ABOUT THIS EXERCISE: This exercise asks for every line of the material that contains the word "lines".

(DATA TO USE begins)

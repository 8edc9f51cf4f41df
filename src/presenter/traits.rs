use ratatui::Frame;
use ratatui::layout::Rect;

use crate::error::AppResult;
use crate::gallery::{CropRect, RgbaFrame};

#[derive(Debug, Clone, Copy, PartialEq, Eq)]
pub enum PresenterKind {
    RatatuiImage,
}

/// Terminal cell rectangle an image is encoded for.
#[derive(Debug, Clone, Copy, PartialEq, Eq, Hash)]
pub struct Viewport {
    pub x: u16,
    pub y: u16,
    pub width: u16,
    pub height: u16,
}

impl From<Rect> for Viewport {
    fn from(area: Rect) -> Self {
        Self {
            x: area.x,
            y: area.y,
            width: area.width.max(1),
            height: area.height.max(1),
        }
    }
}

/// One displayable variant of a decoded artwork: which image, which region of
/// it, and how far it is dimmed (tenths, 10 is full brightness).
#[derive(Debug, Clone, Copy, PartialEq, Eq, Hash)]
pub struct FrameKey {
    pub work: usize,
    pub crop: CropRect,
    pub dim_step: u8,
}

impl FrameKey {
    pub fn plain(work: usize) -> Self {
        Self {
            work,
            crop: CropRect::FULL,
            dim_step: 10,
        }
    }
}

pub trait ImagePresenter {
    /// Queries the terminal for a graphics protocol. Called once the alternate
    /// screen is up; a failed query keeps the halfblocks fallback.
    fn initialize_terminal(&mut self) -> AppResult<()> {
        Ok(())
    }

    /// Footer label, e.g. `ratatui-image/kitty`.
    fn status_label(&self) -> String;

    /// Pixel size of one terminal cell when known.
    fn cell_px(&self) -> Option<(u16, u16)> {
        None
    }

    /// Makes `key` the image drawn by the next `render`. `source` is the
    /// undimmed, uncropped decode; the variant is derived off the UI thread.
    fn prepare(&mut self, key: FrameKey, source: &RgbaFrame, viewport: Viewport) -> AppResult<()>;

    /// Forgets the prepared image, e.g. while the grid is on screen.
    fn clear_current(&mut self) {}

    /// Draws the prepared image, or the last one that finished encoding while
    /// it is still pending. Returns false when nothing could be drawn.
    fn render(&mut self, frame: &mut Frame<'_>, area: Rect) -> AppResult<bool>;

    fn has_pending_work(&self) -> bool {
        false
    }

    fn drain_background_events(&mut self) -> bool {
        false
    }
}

(DATA TO USE ends)
(DATA TO USE begins)

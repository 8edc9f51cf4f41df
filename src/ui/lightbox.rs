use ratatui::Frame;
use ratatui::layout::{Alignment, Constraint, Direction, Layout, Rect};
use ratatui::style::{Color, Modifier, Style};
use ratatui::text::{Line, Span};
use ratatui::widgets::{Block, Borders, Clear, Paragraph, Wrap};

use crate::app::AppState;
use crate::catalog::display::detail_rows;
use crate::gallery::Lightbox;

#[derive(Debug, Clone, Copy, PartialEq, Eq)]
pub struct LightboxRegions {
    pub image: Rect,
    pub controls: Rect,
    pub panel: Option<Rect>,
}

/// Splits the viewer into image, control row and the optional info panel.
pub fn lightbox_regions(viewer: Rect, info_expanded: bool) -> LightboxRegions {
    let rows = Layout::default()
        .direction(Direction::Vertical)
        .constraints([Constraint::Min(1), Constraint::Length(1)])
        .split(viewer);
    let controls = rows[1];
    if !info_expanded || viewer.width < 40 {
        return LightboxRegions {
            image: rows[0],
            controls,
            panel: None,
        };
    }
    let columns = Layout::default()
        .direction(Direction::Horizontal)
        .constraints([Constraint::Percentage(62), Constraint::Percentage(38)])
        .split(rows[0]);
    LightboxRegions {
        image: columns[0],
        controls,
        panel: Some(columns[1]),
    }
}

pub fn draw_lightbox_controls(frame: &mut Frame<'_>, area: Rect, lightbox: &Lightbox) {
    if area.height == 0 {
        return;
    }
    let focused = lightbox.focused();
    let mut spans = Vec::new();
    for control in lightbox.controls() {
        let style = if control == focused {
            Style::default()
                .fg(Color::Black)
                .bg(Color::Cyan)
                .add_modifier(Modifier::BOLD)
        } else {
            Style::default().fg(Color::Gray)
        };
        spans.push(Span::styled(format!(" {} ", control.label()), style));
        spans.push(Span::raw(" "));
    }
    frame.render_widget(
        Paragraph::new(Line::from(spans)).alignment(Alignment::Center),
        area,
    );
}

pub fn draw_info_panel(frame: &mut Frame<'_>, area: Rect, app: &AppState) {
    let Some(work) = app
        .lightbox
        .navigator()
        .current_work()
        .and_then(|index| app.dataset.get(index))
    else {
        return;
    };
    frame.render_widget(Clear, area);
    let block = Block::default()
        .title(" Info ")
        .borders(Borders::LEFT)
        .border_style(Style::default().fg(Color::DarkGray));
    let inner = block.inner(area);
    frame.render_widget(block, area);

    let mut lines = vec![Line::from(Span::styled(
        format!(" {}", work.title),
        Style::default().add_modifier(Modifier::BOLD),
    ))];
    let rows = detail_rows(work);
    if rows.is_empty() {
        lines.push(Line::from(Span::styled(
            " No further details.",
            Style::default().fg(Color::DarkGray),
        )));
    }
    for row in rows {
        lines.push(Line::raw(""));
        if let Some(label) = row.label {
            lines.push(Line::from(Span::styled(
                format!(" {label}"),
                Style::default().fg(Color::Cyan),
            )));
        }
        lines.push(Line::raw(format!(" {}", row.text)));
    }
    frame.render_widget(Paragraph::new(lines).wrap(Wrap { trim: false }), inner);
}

(DATA TO USE ends)

PROBLEM SOLUTION:
    let mut lines = vec![Line::from(Span::styled(
        lines.push(Line::from(Span::styled(
        lines.push(Line::raw(""));
            lines.push(Line::from(Span::styled(
        lines.push(Line::raw(format!(" {}", row.text)));
    frame.render_widget(Paragraph::new(lines).wrap(Wrap { trim: false }), inner);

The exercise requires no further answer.